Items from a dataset
□ □ □ □ □ □ □

use clap::Parser;

// CLI argument structure
#[derive(Parser, Debug, Clone)]
#[command(name = "prompt-gateway")]
#[command(about = "Authenticated rate-limited proxy for an LLM completion API")]
pub struct Args {
    // Port to run the server on
    #[arg(short, long, default_value_t = 8000)]
    pub port: u16,

    // Rate limit max requests per window
    #[arg(long, default_value_t = 10)]
    pub rate_limit: usize,

    // Rate limit window in seconds
    #[arg(long, default_value_t = 60)]
    pub rate_window: u64,
}

// Environment-sourced settings, read once at startup
#[derive(Debug, Clone)]
pub struct Settings {
    pub supabase_url: String,
    pub supabase_anon_key: String,
    pub frontend_origin: String,
}

impl Settings {
    pub fn from_env() -> Self {
        Self {
            supabase_url: require("SUPABASE_URL"),
            supabase_anon_key: require("SUPABASE_ANON_KEY"),
            frontend_origin: require("FRONTEND_ORIGIN"),
        }
    }
}

fn require(name: &str) -> String {
    std::env::var(name).unwrap_or_else(|_| panic!("{name} must be set"))
}
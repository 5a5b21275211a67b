mod auth;
mod config;
mod error;
mod handlers;
mod metrics;
mod models;
mod rate_limit;
mod state;
mod upstream;

use axum::http::{HeaderValue, Method, header};
use clap::Parser;
use std::sync::Arc;
use std::time::Duration;
use tower_http::cors::CorsLayer;
use tower_http::trace::TraceLayer;
use tracing::info;
use tracing_subscriber::EnvFilter;

use crate::auth::SupabaseAuthenticator;
use crate::config::{Args, Settings};
use crate::rate_limit::RateLimiter;
use crate::state::AppState;
use crate::upstream::OpenAiGateway;

#[tokio::main]
async fn main() {
    dotenvy::dotenv().ok();

    tracing_subscriber::fmt()
        .with_env_filter(
            EnvFilter::try_from_default_env().unwrap_or_else(|_| EnvFilter::new("info")),
        )
        .init();

    // parse cli arguments and environment settings
    let args = Args::parse();
    let settings = Settings::from_env();

    // creating shared state
    let state = Arc::new(AppState {
        authenticator: Arc::new(SupabaseAuthenticator::new(
            settings.supabase_url.clone(),
            settings.supabase_anon_key.clone(),
        )),
        gateway: Arc::new(OpenAiGateway::from_env()),
        rate_limiter: RateLimiter::new(args.rate_limit, Duration::from_secs(args.rate_window)),
    });

    // single allowed origin, credentials on
    let cors = CorsLayer::new()
        .allow_origin(
            settings
                .frontend_origin
                .parse::<HeaderValue>()
                .unwrap_or_else(|_| panic!("FRONTEND_ORIGIN is not a valid origin")),
        )
        .allow_methods([Method::GET, Method::POST])
        .allow_headers([header::AUTHORIZATION, header::CONTENT_TYPE])
        .allow_credentials(true);

    let app = handlers::router(state)
        .layer(cors)
        .layer(TraceLayer::new_for_http());

    let addr = format!("0.0.0.0:{}", args.port);
    let listener = tokio::net::TcpListener::bind(&addr).await.unwrap();

    info!("Gateway running on http://localhost:{}", args.port);
    info!("Allowed CORS origin: {}", settings.frontend_origin);
    info!(
        "Rate limit: {} requests per {} seconds",
        args.rate_limit, args.rate_window
    );
    axum::serve(listener, app).await.unwrap();
}
// SPDX-License-Identifier: MIT
//
// The mailbox subsystem, the shared ground between the listener and the
// console.
//
// Exposes:
//   - model — Message, Response, status enums, count tallies
//   - store — MessageStore, ResponseStore (flat JSON log files)

pub mod model;
pub mod store;

pub use model::{
    Message, MessageCounts, MessageStatus, Response, ResponseCounts, ResponseStatus,
};
pub use store::{MessageStore, ResponseStore};

use anyhow::Result;

use crate::config::Config;

/// The pair of logs that form the handoff protocol. The listener and the
/// console each open their own `Mailbox` over the same files; the files are
/// the only thing the two processes share.
#[derive(Debug, Clone)]
pub struct Mailbox {
    pub messages:  MessageStore,
    pub responses: ResponseStore,
}

impl Mailbox {
    /// Stores rooted at the configured file paths. No I/O happens here:
    /// files are created on first write and read as empty while absent.
    pub fn open(config: &Config) -> Self {
        Self {
            messages: MessageStore::new(config.messages_path()),
            responses: ResponseStore::new(config.responses_path()),
        }
    }

    /// Wipe both logs. Each file is rewritten as an empty array, so ids
    /// restart from 1 on both sides.
    pub async fn clear_all(&self) -> Result<()> {
        self.messages.clear().await?;
        self.responses.clear().await
    }
}
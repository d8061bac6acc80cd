// SPDX-License-Identifier: MIT
//
// `deaddrop console`, the operator's side of the mailbox.
//
// A plain numbered menu over the two log files. Runs completely offline:
// responses queued here are picked up by the listener's next delivery sweep,
// whenever that process happens to be running.

use std::io::Write as _;

use anyhow::Result;
use tokio::io::{AsyncBufReadExt as _, BufReader, Lines, Stdin};

use crate::mailbox::Mailbox;

/// Printed on every clean exit, menu choice and interrupt alike.
pub const FAREWELL: &str = "Bye. Queued responses go out next time the listener polls.";

type StdinLines = Lines<BufReader<Stdin>>;

/// Entry point for `deaddrop console`. Returns when the operator picks
/// exit or stdin closes; Ctrl-C is handled by the caller cancelling us.
pub async fn run(mailbox: &Mailbox) -> Result<()> {
    let mut lines = BufReader::new(tokio::io::stdin()).lines();

    println!("deaddrop console - operator side of the mailbox");
    loop {
        print_menu();
        let Some(choice) = prompt(&mut lines, "> ").await? else {
            break;
        };
        match choice.trim() {
            "1" => show_new(mailbox).await?,
            "2" => compose(mailbox, &mut lines).await?,
            "3" => mark_read(mailbox, &mut lines).await?,
            "4" => show_status(mailbox).await?,
            "0" => break,
            "" => {}
            other => println!("Unknown choice: {other}"),
        }
    }
    println!("{FAREWELL}");
    Ok(())
}

fn print_menu() {
    println!();
    println!("{}", "=".repeat(50));
    println!("MAILBOX");
    println!("1. Read new messages");
    println!("2. Write a response");
    println!("3. Mark messages read");
    println!("4. Status");
    println!("0. Exit");
    println!("{}", "=".repeat(50));
}

/// Print a prompt and read one line. `Ok(None)` means stdin closed.
async fn prompt(lines: &mut StdinLines, label: &str) -> Result<Option<String>> {
    print!("{label}");
    std::io::stdout().flush()?;
    Ok(lines.next_line().await?)
}

// ─── Menu actions ─────────────────────────────────────────────────────────────

async fn show_new(mailbox: &Mailbox) -> Result<()> {
    let new = mailbox.messages.list_new().await?;
    if new.is_empty() {
        println!("No new messages.");
        return Ok(());
    }
    println!();
    println!("NEW MESSAGES ({})", new.len());
    for message in &new {
        println!("{}", "-".repeat(50));
        println!(
            "[#{}] {} from {}",
            message.id,
            message.timestamp.format("%d.%m.%Y %H:%M"),
            message.username
        );
        println!("{}", message.text);
    }
    println!("{}", "-".repeat(50));
    Ok(())
}

async fn compose(mailbox: &Mailbox, lines: &mut StdinLines) -> Result<()> {
    let Some(text) = prompt(lines, "Response text:\n> ").await? else {
        return Ok(());
    };
    let text = text.trim();
    if text.is_empty() {
        println!("Empty response, nothing queued.");
        return Ok(());
    }
    let Some(answer) = prompt(lines, "Use HTML formatting? [y/N] ").await? else {
        return Ok(());
    };
    let parse_mode = matches!(answer.trim().to_ascii_lowercase().as_str(), "y" | "yes")
        .then(|| "HTML".to_string());
    let id = mailbox.responses.append(text, parse_mode).await?;
    println!("Response #{id} queued for delivery.");
    Ok(())
}

async fn mark_read(mailbox: &Mailbox, lines: &mut StdinLines) -> Result<()> {
    let Some(raw) = prompt(lines, "Ids to mark, comma-separated (blank = all new): ").await? else {
        return Ok(());
    };
    let ids = match parse_id_list(&raw) {
        Ok(ids) => ids,
        Err(_) => {
            println!("Could not parse id list: {}", raw.trim());
            return Ok(());
        }
    };
    let changed = mailbox.messages.mark_read(ids.as_deref()).await?;
    println!("Marked {changed} message(s) read.");
    Ok(())
}

async fn show_status(mailbox: &Mailbox) -> Result<()> {
    let messages = mailbox.messages.counts().await?;
    let responses = mailbox.responses.counts().await?;
    println!();
    println!(
        "Messages:  {} total / {} new / {} read / {} answered",
        messages.total, messages.new, messages.read, messages.answered
    );
    println!(
        "Responses: {} total / {} pending / {} sent",
        responses.total, responses.pending, responses.sent
    );
    Ok(())
}

/// Parse "1, 3,5" into ids. Blank input means "all new".
fn parse_id_list(raw: &str) -> Result<Option<Vec<u64>>, std::num::ParseIntError> {
    let raw = raw.trim();
    if raw.is_empty() {
        return Ok(None);
    }
    raw.split(',')
        .map(|part| part.trim().parse())
        .collect::<Result<Vec<_>, _>>()
        .map(Some)
}

// ─── Tests ────────────────────────────────────────────────────────────────────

□ □ □ □ □ □ □

### WORK TO BE COMPLETED
All that belongs in your answer is the stretch of entries above from the line with "use crate::state::AppState;" through the line with "not a valid", printed exactly.

### ANSWER TO THE EXERCISE
use crate::state::AppState;
use crate::upstream::OpenAiGateway;

#[tokio::main]
async fn main() {
    dotenvy::dotenv().ok();

    tracing_subscriber::fmt()
        .with_env_filter(
            EnvFilter::try_from_default_env().unwrap_or_else(|_| EnvFilter::new("info")),
        )
        .init();

    // parse cli arguments and environment settings
    let args = Args::parse();
    let settings = Settings::from_env();

    // creating shared state
    let state = Arc::new(AppState {
        authenticator: Arc::new(SupabaseAuthenticator::new(
            settings.supabase_url.clone(),
            settings.supabase_anon_key.clone(),
        )),
        gateway: Arc::new(OpenAiGateway::from_env()),
        rate_limiter: RateLimiter::new(args.rate_limit, Duration::from_secs(args.rate_window)),
    });

    // single allowed origin, credentials on
    let cors = CorsLayer::new()
        .allow_origin(
            settings
                .frontend_origin
                .parse::<HeaderValue>()
                .unwrap_or_else(|_| panic!("FRONTEND_ORIGIN is not a valid origin")),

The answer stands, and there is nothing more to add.